On Wavelet Decomposition over Finite Fields
H.M. de Oliveira, T.H. Falk

TL;DR
This paper develops wavelet theory over finite fields, deriving orthogonal and non-orthogonal wavelets, and demonstrates their applications in multiresolution analysis and spread-spectrum sequence design.
Contribution
It introduces the foundations of wavelets over Galois fields, including derivation of FF-Haar, FF-Daubechies, and B-spline wavelets, expanding finite-field signal processing capabilities.
Findings
Derived orthogonal FF-wavelets like FF-Haar and FF-Daubechies.
Presented multiresolution analysis examples over finite fields.
Applied FF-wavelets to design spread-spectrum sequences.
Abstract
This paper introduces some foundations of wavelets over Galois fields.

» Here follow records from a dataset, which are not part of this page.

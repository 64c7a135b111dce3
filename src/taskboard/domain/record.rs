//! Taskboard record aggregate and its composite key.

use super::{FormDate, FormType, ProcessingRow, ShiftId, TaskValue, TurnEntry, UserId};
use chrono::{DateTime, Utc};
use mockable::Clock;
use serde::{Deserialize, Serialize};
use std::collections::BTreeMap;
use std::fmt;

/// Task values recorded against one shift, keyed by task key.
pub type TaskValues = BTreeMap<String, TaskValue>;

/// Turn metadata per shift.
pub type TurnMap = BTreeMap<ShiftId, TurnEntry>;

/// Composite key identifying one durable taskboard row.
///
/// At most one record exists per `(user, form type, date)`.
#[derive(Debug, Clone, Copy, PartialEq, Eq, Hash, Serialize, Deserialize)]
pub struct RecordKey {
    user_id: UserId,
    form_type: FormType,
    date: FormDate,
}

impl RecordKey {
    /// Creates a record key.
    #[must_use]
    pub const fn new(user_id: UserId, form_type: FormType, date: FormDate) -> Self {
        Self {
            user_id,
            form_type,
            date,
        }
    }

    /// Returns the owning user.
    #[must_use]
    pub const fn user_id(&self) -> UserId {
        self.user_id
    }

    /// Returns the form type.
    #[must_use]
    pub const fn form_type(&self) -> FormType {
        self.form_type
    }

    /// Returns the form date.
    #[must_use]
    pub const fn date(&self) -> FormDate {
        self.date
    }
}

impl fmt::Display for RecordKey {
    fn fmt(&self, f: &mut fmt::Formatter<'_>) -> fmt::Result {
        write!(f, "{}/{}/{}", self.user_id, self.form_type, self.date)
    }
}

/// Taskboard record aggregate root.
///
/// Holds the complete form state for one `(form type, date)`: turn metadata
/// and task values per shift, the ad-hoc processing table, and the
/// last-viewed shift tab.
#[derive(Debug, Clone, PartialEq, Eq, Serialize, Deserialize)]
pub struct TaskboardRecord {
    form_type: FormType,
    date: FormDate,
    turn_data: TurnMap,
    tasks: BTreeMap<ShiftId, TaskValues>,
    table_rows: Vec<ProcessingRow>,
    active_tab: Option<ShiftId>,
    created_at: DateTime<Utc>,
    updated_at: DateTime<Utc>,
}

/// Parameter object for reconstructing a persisted taskboard record.
#[derive(Debug, Clone, PartialEq, Eq)]
pub struct PersistedTaskboardData {
    /// Persisted form type.
    pub form_type: FormType,
    /// Persisted form date.
    pub date: FormDate,
    /// Persisted turn metadata per shift.
    pub turn_data: TurnMap,
    /// Persisted task values per shift.
    pub tasks: BTreeMap<ShiftId, TaskValues>,
    /// Persisted ad-hoc processing rows.
    pub table_rows: Vec<ProcessingRow>,
    /// Persisted last-viewed shift tab.
    pub active_tab: Option<ShiftId>,
    /// Persisted creation timestamp.
    pub created_at: DateTime<Utc>,
    /// Persisted latest update timestamp.
    pub updated_at: DateTime<Utc>,
}

impl TaskboardRecord {
    /// Creates an empty record for the given form type and date.
    #[must_use]
    pub fn new(form_type: FormType, date: FormDate, clock: &impl Clock) -> Self {
        let timestamp = clock.utc();
        Self {
            form_type,
            date,
            turn_data: TurnMap::new(),
            tasks: BTreeMap::new(),
            table_rows: Vec::new(),
            active_tab: None,
            created_at: timestamp,
            updated_at: timestamp,
        }
    }

    /// Reconstructs a record from persisted storage.
    #[must_use]
    pub fn from_persisted(data: PersistedTaskboardData) -> Self {
        Self {
            form_type: data.form_type,
            date: data.date,
            turn_data: data.turn_data,
            tasks: data.tasks,
            table_rows: data.table_rows,
            active_tab: data.active_tab,
            created_at: data.created_at,
            updated_at: data.updated_at,
        }
    }

    /// Returns the form type.
    #[must_use]
    pub const fn form_type(&self) -> FormType {
        self.form_type
    }

    /// Returns the form date.
    #[must_use]
    pub const fn date(&self) -> FormDate {
        self.date
    }

    /// Returns the turn metadata per shift.
    #[must_use]
    pub const fn turn_data(&self) -> &TurnMap {
        &self.turn_data
    }

    /// Returns the task values per shift.
    #[must_use]
    pub const fn tasks(&self) -> &BTreeMap<ShiftId, TaskValues> {
        &self.tasks
    }

    /// Returns the task values recorded against one shift, if any.
    #[must_use]
    pub fn shift_tasks(&self, shift: ShiftId) -> Option<&TaskValues> {
        self.tasks.get(&shift)
    }

    /// Returns the ad-hoc processing rows.
    #[must_use]
    pub fn table_rows(&self) -> &[ProcessingRow] {
        &self.table_rows
    }

    /// Returns the last-viewed shift tab. UI convenience, not business data.
    #[must_use]
    pub const fn active_tab(&self) -> Option<ShiftId> {
        self.active_tab
    }

    /// Returns the creation timestamp.
    #[must_use]
    pub const fn created_at(&self) -> DateTime<Utc> {
        self.created_at
    }

    /// Returns the latest update timestamp.
    #[must_use]
    pub const fn updated_at(&self) -> DateTime<Utc> {
        self.updated_at
    }

    /// Replaces the turn metadata for one shift.
    pub fn set_turn_entry(&mut self, shift: ShiftId, entry: TurnEntry, clock: &impl Clock) {
        self.turn_data.insert(shift, entry);
        self.touch(clock);
    }

    /// Records a task value against one shift.
    pub fn set_task_value(
        &mut self,
        shift: ShiftId,
        key: impl Into<String>,
        value: TaskValue,
        clock: &impl Clock,
    ) {
        self.tasks.entry(shift).or_default().insert(key.into(), value);
        self.touch(clock);
    }

    /// Replaces the ad-hoc processing table.
    pub fn set_table_rows(&mut self, rows: Vec<ProcessingRow>, clock: &impl Clock) {
        self.table_rows = rows;
        self.touch(clock);
    }

    /// Records the last-viewed shift tab.
    pub fn set_active_tab(&mut self, tab: Option<ShiftId>, clock: &impl Clock) {
        self.active_tab = tab;
        self.touch(clock);
    }

    /// Updates the `updated_at` timestamp to the current clock time.
    fn touch(&mut self, clock: &impl Clock) {
        self.updated_at = clock.utc();
    }
}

Standard orthogonal finite-field wavelets (FF-Wavelets) including FF-Haar and FF-Daubechies are derived. Non-orthogonal FF-wavelets such as B-spline over GF(p) are also considered. A few examples of multiresolution analysis over Finite fields are presented showing how to perform Laplacian pyramid filtering of finite block lengths sequences. An application of FF-wavelets to design spread-spectrum sequences is presented.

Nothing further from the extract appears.